Durdle Door, Jurassic Coast of England
Durdle Door’s famous limestone natural arch and majestic cove are one of the area’s most notable travel attractions as it stands vertically out of the sea. 25 million years ago the African tectonic plate collided with the European tectonic plate that caused such high pressure that it produced the Appalachian Mountains. The ripples from the two tectonic plates collided and formed the folded rocks in south Dorset and Purbeck – where Durdle Door lies.
The grandiose Durdle Door arch is a Jurassic Coast World Heritage Site. Guests can access the arch by foot through a path from the Lulworth Cove that offers a spectacular view of the geological wonder.
Aside from the geological wonder of the natural arch, the Durdle Door and White Nothe Walk offers hikers spectacular views of the area. The travel route begins at Durdle Door but then the route continues west to reach the natural arch where hikers can get a closer view of the colossal arch. From there, the path leads to White Nothe, a 460ft ascent, offers a tremendous view of the arch but also a breathtaking view of the surrounding Jurassic landscape.
Coniston Water, Lake District England
Shadowing the five miles long and half a mile wide Coniston Water lake is the towering mountain of the Old Man of Coniston. Coniston Water lake was the primary source of food for the monks of Furness Abbey during the 13th and 14th centuries.
During between the months of March and November, the renovated Victorian Steam Yacht Gondola set sails on the lake and is a great way to travel and appreciate the gorgeous surrounding landscape.
In fact, John Ruskin, a Victorian philosopher, declared that the view over the lake to the gigantic The Old Man of Coniston to be the best view throughout all of the British Isles.
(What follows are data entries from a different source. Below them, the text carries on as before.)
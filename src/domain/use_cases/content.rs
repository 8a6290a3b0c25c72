use bson::oid::ObjectId;

use crate::{
    entities::experience::SubmitExperienceRequest,
    entities::project::SubmitProjectRequest,
    errors::AppError,
    infrastructure::media::{ImageUpload, MediaGateway},
    repositories::experience::ExperienceRepository,
    repositories::project::ProjectRepository,
};

pub struct ContentHandler<E, P, M>
where
    E: ExperienceRepository,
    P: ProjectRepository,
    M: MediaGateway,
{
    pub experience_repo: E,
    pub project_repo: P,
    pub media: M,
}

impl<E, P, M> ContentHandler<E, P, M>
where
    E: ExperienceRepository,
    P: ProjectRepository,
    M: MediaGateway,
{
    pub fn new(experience_repo: E, project_repo: P, media: M) -> Self {
        ContentHandler {
            experience_repo,
            project_repo,
            media,
        }
    }

    /// Validates, normalizes, and stores one experience entry.
    pub async fn submit_experience(
        &self,
        request: SubmitExperienceRequest,
    ) -> Result<(), AppError> {
        let document = request.to_document()?;
        self.experience_repo.create(&document).await?;
        Ok(())
    }

    /// Validates and stores one project, returning the new entry id. The
    /// image only goes out to the media service once the text fields have
    /// passed, and an upload failure aborts the insert so no entry is
    /// left pointing nowhere.
    pub async fn submit_project(
        &self,
        request: SubmitProjectRequest,
        image: Option<ImageUpload>,
    ) -> Result<ObjectId, AppError> {
        let mut document = request.to_document()?;

        if let Some(image) = image {
            let url = self.media.upload_image(image).await.map_err(|e| {
                tracing::error!("Image upload failed: {}", e);
                AppError::UploadFailed
            })?;
            document.image_url = Some(url);
        }

        self.project_repo.create(&document).await
    }
}
use actix_multipart::form::{tempfile::TempFile, text::Text, MultipartForm};
use bson::oid::ObjectId;
use chrono::{DateTime, Utc};
use serde::{Deserialize, Serialize};
use url::Url;

use crate::constants::{LONG_FIELD_MAX, SHORT_FIELD_MAX};
use crate::domain::text::{newline_list, normalize_lines};
use crate::errors::AppError;

// ───── Database Models ───────────────────────────────────────────────

/// One entry of the `projects` collection. `description` and `features`
/// are newline-joined in storage and lists everywhere else.
#[derive(Debug, Clone, Serialize, Deserialize)]
#[serde(rename_all = "camelCase")]
pub struct Project {
    #[serde(rename = "_id", skip_serializing_if = "Option::is_none")]
    pub id: Option<ObjectId>,
    pub title: String,
    #[serde(default)]
    pub technologies: Vec<String>,
    #[serde(with = "newline_list")]
    pub description: Vec<String>,
    #[serde(with = "newline_list")]
    pub features: Vec<String>,
    #[serde(default, skip_serializing_if = "Option::is_none")]
    pub github_url: Option<String>,
    #[serde(default, skip_serializing_if = "Option::is_none")]
    pub live_url: Option<String>,
    #[serde(default, skip_serializing_if = "Option::is_none")]
    pub image_url: Option<String>,
    #[serde(with = "bson::serde_helpers::chrono_datetime_as_bson_datetime")]
    pub created_at: DateTime<Utc>,
}

// ───── Input & Validation ───────────────────────────────────────────

/// Multipart submission form. Every text part is optional at the transport
/// level; missing parts fall through to the validation messages.
#[derive(Debug, MultipartForm)]
pub struct ProjectUpload {
    #[multipart(rename = "title")]
    pub title: Option<Text<String>>,

    #[multipart(rename = "technologies")]
    pub technologies: Option<Text<String>>,

    #[multipart(rename = "description")]
    pub description: Option<Text<String>>,

    #[multipart(rename = "features")]
    pub features: Option<Text<String>>,

    #[multipart(rename = "githubUrl")]
    pub github_url: Option<Text<String>>,

    #[multipart(rename = "liveUrl")]
    pub live_url: Option<Text<String>>,

    #[multipart(rename = "image", limit = "5MB")]
    pub image: Option<TempFile>,
}

impl ProjectUpload {
    /// Splits the form into the text payload and the optional image part.
    pub fn into_parts(self) -> (SubmitProjectRequest, Option<TempFile>) {
        let technologies = self
            .technologies
            .map(|t| parse_technologies(&t.into_inner()))
            .unwrap_or_default();
        let request = SubmitProjectRequest {
            title: text_value(self.title),
            technologies,
            description: text_value(self.description),
            features: text_value(self.features),
            github_url: text_value(self.github_url),
            live_url: text_value(self.live_url),
        };
        (request, self.image)
    }
}

fn text_value(field: Option<Text<String>>) -> String {
    field.map(|t| t.into_inner()).unwrap_or_default()
}

/// The technologies part carries a JSON-encoded string array. Anything
/// unparseable collapses to an empty list and fails the non-empty check.
fn parse_technologies(raw: &str) -> Vec<String> {
    serde_json::from_str(raw).unwrap_or_default()
}

#[derive(Debug, Default)]
pub struct SubmitProjectRequest {
    pub title: String,
    pub technologies: Vec<String>,
    pub description: String,
    pub features: String,
    pub github_url: String,
    pub live_url: String,
}

impl SubmitProjectRequest {
    /// Validates in a fixed order with one message per failure, then
    /// normalizes into a storable document. Links are only checked when
    /// something was typed into them; empty links store as absent. The
    /// image URL starts out empty and is filled in after a successful
    /// upload, which only runs once the text fields have passed.
    pub fn to_document(&self) -> Result<Project, AppError> {
        let title = self.title.trim();
        if title.is_empty() {
            return Err(AppError::InvalidInput("Project title is required".into()));
        }
        check_length(title, "Project title", SHORT_FIELD_MAX)?;

        let technologies: Vec<String> = self
            .technologies
            .iter()
            .map(|t| t.trim().to_string())
            .filter(|t| !t.is_empty())
            .collect();
        if technologies.is_empty() {
            return Err(AppError::InvalidInput(
                "Please select at least one technology".into(),
            ));
        }

        let description = self.description.trim();
        if description.is_empty() {
            return Err(AppError::InvalidInput(
                "Project description is required".into(),
            ));
        }
        check_length(description, "Project description", LONG_FIELD_MAX)?;

        let features = self.features.trim();
        if features.is_empty() {
            return Err(AppError::InvalidInput("Project features are required".into()));
        }
        check_length(features, "Project features", LONG_FIELD_MAX)?;

        let github_url = optional_url(&self.github_url, "Please enter a valid GitHub URL")?;
        let live_url = optional_url(&self.live_url, "Please enter a valid live demo URL")?;

        Ok(Project {
            id: None,
            title: title.to_string(),
            technologies,
            description: normalize_lines(description),
            features: normalize_lines(features),
            github_url,
            live_url,
            image_url: None,
            created_at: Utc::now(),
        })
    }
}

fn check_length(value: &str, label: &str, max: usize) -> Result<(), AppError> {
    if value.chars().count() > max {
        return Err(AppError::InvalidInput(format!(
            "{label} must be {max} characters or less"
        )));
    }
    Ok(())
}

fn optional_url(value: &str, message: &str) -> Result<Option<String>, AppError> {
    let value = value.trim();
    if value.is_empty() {
        return Ok(None);
    }
    if Url::parse(value).is_err() {
        return Err(AppError::InvalidInput(message.into()));
    }
    Ok(Some(value.to_string()))
}

// ───── API Response Models ──────────────────────────────────────────

/// Display shape of one project card.
#[derive(Debug, Clone, Serialize)]
#[serde(rename_all = "camelCase")]
pub struct ProjectView {
    pub title: String,
    pub description: Vec<String>,
    pub features: Vec<String>,
    pub technologies: Vec<String>,
    #[serde(skip_serializing_if = "Option::is_none")]
    pub github_url: Option<String>,
    #[serde(skip_serializing_if = "Option::is_none")]
    pub live_url: Option<String>,
    #[serde(skip_serializing_if = "Option::is_none")]
    pub image_url: Option<String>,
}

impl From<&Project> for ProjectView {
    fn from(project: &Project) -> Self {
        ProjectView {
            title: project.title.clone(),
            description: project.description.clone(),
            features: project.features.clone(),
            technologies: project.technologies.clone(),
            github_url: project.github_url.clone(),
            live_url: project.live_url.clone(),
            image_url: project.image_url.clone(),
        }
    }
}

#[cfg(test)]
mod tests {
    use super::*;

    fn valid_request() -> SubmitProjectRequest {
        SubmitProjectRequest {
            title: "Inventory Tracker".into(),
            technologies: vec!["React".into(), "Rust".into()],
            description: "Tracks warehouse stock in real time".into(),
            features: "Live dashboard\nCSV export".into(),
            github_url: "https://github.com/example/inventory".into(),
            live_url: String::new(),
        }
    }

    fn message(result: Result<Project, AppError>) -> String {
        match result {
            Err(AppError::InvalidInput(msg)) => msg,
            other => panic!("expected InvalidInput, got {other:?}"),
        }
    }

    #[test]
    fn accepts_a_complete_submission() {
        let doc = valid_request().to_document().unwrap();
        assert_eq!(doc.title, "Inventory Tracker");
        assert_eq!(doc.features, vec!["Live dashboard", "CSV export"]);
        assert_eq!(doc.live_url, None);
        assert_eq!(doc.image_url, None);
    }

    #[test]
    fn fields_fail_in_declared_order() {
        let mut request = valid_request();
        request.title = " ".into();
        request.technologies.clear();
        assert_eq!(message(request.to_document()), "Project title is required");

        let mut request = valid_request();
        request.technologies.clear();
        assert_eq!(
            message(request.to_document()),
            "Please select at least one technology"
        );

        let mut request = valid_request();
        request.description = String::new();
        assert_eq!(
            message(request.to_document()),
            "Project description is required"
        );

        let mut request = valid_request();
        request.features = String::new();
        assert_eq!(message(request.to_document()), "Project features are required");
    }

    #[test]
    fn whitespace_only_technologies_count_as_none() {
        let mut request = valid_request();
        request.technologies = vec!["  ".into(), String::new()];
        assert_eq!(
            message(request.to_document()),
            "Please select at least one technology"
        );
    }

    #[test]
    fn links_are_validated_only_when_present() {
        let mut request = valid_request();
        request.github_url = "not a url".into();
        assert_eq!(
            message(request.to_document()),
            "Please enter a valid GitHub URL"
        );

        let mut request = valid_request();
        request.live_url = "example.com/demo".into();
        assert_eq!(
            message(request.to_document()),
            "Please enter a valid live demo URL"
        );

        let mut request = valid_request();
        request.github_url = String::new();
        request.live_url = "  ".into();
        let doc = request.to_document().unwrap();
        assert_eq!(doc.github_url, None);
        assert_eq!(doc.live_url, None);
    }

    #[test]
    fn title_cap_is_enforced() {
        let mut request = valid_request();
        request.title = "t".repeat(101);
        assert_eq!(
            message(request.to_document()),
            "Project title must be 100 characters or less"
        );
    }

    #[test]
    fn technologies_part_decodes_from_json() {
        assert_eq!(
            parse_technologies(r#"["React","Tailwind CSS"]"#),
            vec!["React", "Tailwind CSS"]
        );
        assert!(parse_technologies("not json").is_empty());
        assert!(parse_technologies("").is_empty());
    }
}
use actix_cors::Cors;
use actix_web::{http::header, middleware::NormalizePath, web, App, HttpServer};
use portfolio_api::{
    background_task::start_db_probe,
    db::mongo,
    graceful_shutdown::shutdown_signal,
    routes::configure_routes,
    settings::AppConfig, AppState
};
use tracing_actix_web::TracingLogger;

fn build_cors(config: &AppConfig) -> Cors {
    let origins = config.cors_origins();

    // A wildcard cannot be combined with credentialed requests, so the
    // cookie-based session only works against explicitly listed origins.
    let cors = if origins.iter().any(|origin| origin == "*") {
        Cors::default().allow_any_origin()
    } else {
        origins
            .iter()
            .fold(Cors::default(), |cors, origin| cors.allowed_origin(origin))
            .supports_credentials()
    };

    cors.allowed_methods(vec!["GET", "POST"])
        .allowed_headers(vec![header::ACCEPT, header::CONTENT_TYPE])
        .max_age(3600)
}

#[actix_web::main]
async fn main() -> std::io::Result<()> {
    tracing_subscriber::fmt::init();

    let config = match AppConfig::new() {
        Ok(cfg) => {
            tracing::info!("Loaded configuration: {:?}", cfg);
            cfg
        },
        Err(e) => {
            tracing::error!("Configuration error: {}", e);
            std::process::exit(1);
        }
    };

    let db = mongo::connect(&config)
        .await
        .expect("Failed to connect to MongoDB");

    let app_state = web::Data::new(
        AppState::new(&config, db)
    );

    let server_addr = format!("{}:{}", config.host, config.port);

    tracing::info!(
        "🚀 Starting Portfolio API v{} on {}",
        env!("CARGO_PKG_VERSION"),
        server_addr
    );

    let app_state_clone = app_state.clone();
    let cors_config = config.clone();

    let server = HttpServer::new(move || {
        App::new()
            .app_data(app_state.clone())
            .wrap(TracingLogger::default())
            .wrap(build_cors(&cors_config))
            .wrap(NormalizePath::trim())
            .configure(configure_routes)
    })
    .workers(config.worker_count)
    .bind(server_addr)?
    .run();

    tokio::spawn(start_db_probe(app_state_clone.auth_handler.user_repo.clone()));

    tokio::select! {
        res = server => res,
        _ = shutdown_signal() => Ok(()),
    }
}
use actix_web::web;

use crate::handlers::home::home;
use crate::handlers::system::health_check;

mod auth;
mod content;
mod json_error;

pub fn configure_routes(cfg: &mut web::ServiceConfig) {
    cfg.service(home);
    cfg.service(health_check);

    // Session routes first: /api/session must win over the /api content scope.
    cfg.configure(auth::config_routes);
    cfg.configure(content::config_routes);

    cfg.configure(json_error::config_routes);
}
A local shop provides small crafts to rent so travelers can see for themselves what Ruskin was testifying, spoiler- he wasn’t wrong.
In between the hustle and bustle of the city of London lies the Thames River. The 215-mile long river runs from southern England and it is the longest river in England and the second longest in the United Kingdom behind the Severn River.
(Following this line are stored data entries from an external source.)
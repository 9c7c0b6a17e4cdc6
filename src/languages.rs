/// C, C++, Objective-C and Objective-C++ sources and headers.
pub const C_FAMILY_EXTENSIONS: &[&str] = &[".m", ".mm", ".c", ".cc", ".cpp", ".h", ".hpp"];

pub fn is_c_family(path: &str) -> bool {
    C_FAMILY_EXTENSIONS.iter().any(|ext| path.ends_with(ext))
}

/// Keeps the C-family paths, in input order.
pub fn filter_c_family<S: AsRef<str>>(files: &[S]) -> Vec<String> {
    files
        .iter()
        .map(AsRef::as_ref)
        .filter(|f| is_c_family(f))
        .map(str::to_string)
        .collect()
}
The river gets its name from the Sanskrit Tamas which means “dark” as the river is typically cloudy and murky. The Thames Path is a travel route that follows the river for 184 miles from Cotswold through England’s capital to the Atlantic Ocean. As passengers navigate their way through narrow and peaceful waters they will get a glance of untouched villages, historical sites and buildings, and castles. In London, they have a 40-mile path for walking on both sides of the Thames River offering great views of the river as well as the Hampton Court Palace along the way.
Another great way to view the river and London’s historical landmarks is a London river cruise. It is a fantastic way to travel and see London in a completely different perspective.
Loch Ness, Scotland
With over 1,000 eye witness accounts of Nessie, Loch Ness is home to the tale of the Loch Ness monster – an elusive creature that lurks within the murky waters of the lake. Aside from the mythical activity that surrounds the area, travel to Loch Ness offers a large amount of history as well as beautiful views of Scotland.
Overlooking the murky water is the Urquhart castle, a royal castle that has seen some of Scotland’s most iconic warfares. The castle offers travelers amazing views of the untouched landscape as well as the lake below. Visitors are engulfed in the rich history of Loch Ness with a first-hand look at the towers and cells and the castle’s role during the War of Independence or the Jacobite uprising.
Loch Ness is full of stunning views and flawless travel landscapes and hikers can experience it on the South Loch Ness Trail. During the trail, trekkers will get fabulous views of the surrounding areas as well as Loch Tarff and Torbreck.